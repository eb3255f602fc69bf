use alloc::string::String;

use serde::{Deserialize, Serialize};

/// Registration record announced by a device when its session is established.
#[derive(Debug, Clone, PartialEq, Serialize, Deserialize)]
pub struct DeviceRegistration {
    /// Device identity
    pub id: String,
    /// Human readable device name
    pub name: String,
    /// Device type label
    #[serde(rename = "type")]
    pub device_type: String,
}
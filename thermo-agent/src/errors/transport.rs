use std::io;

#[derive(Debug, thiserror::Error)]
pub enum TransportError {
    #[error("Invalid server url `{0}`")]
    InvalidUrl(String),

    #[error("MQTT client error: {0}")]
    Client(#[from] rumqttc::ClientError),

    #[error("Failed to encode payload: {0}")]
    Encode(#[from] serde_json::Error),

    #[error("TLS setup failed: {0}")]
    Tls(String),

    #[error("I/O error: {0}")]
    Io(#[from] io::Error),

    #[error("Command stream already taken")]
    AlreadySubscribed,

    #[error("Session closed")]
    Closed,
}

Exercise directions
Lines holding the word "String" should be copied from the entries above.

Task answer
use alloc::string::String;
    pub id: String,
    pub name: String,
    pub device_type: String,
    InvalidUrl(String),
    Tls(String),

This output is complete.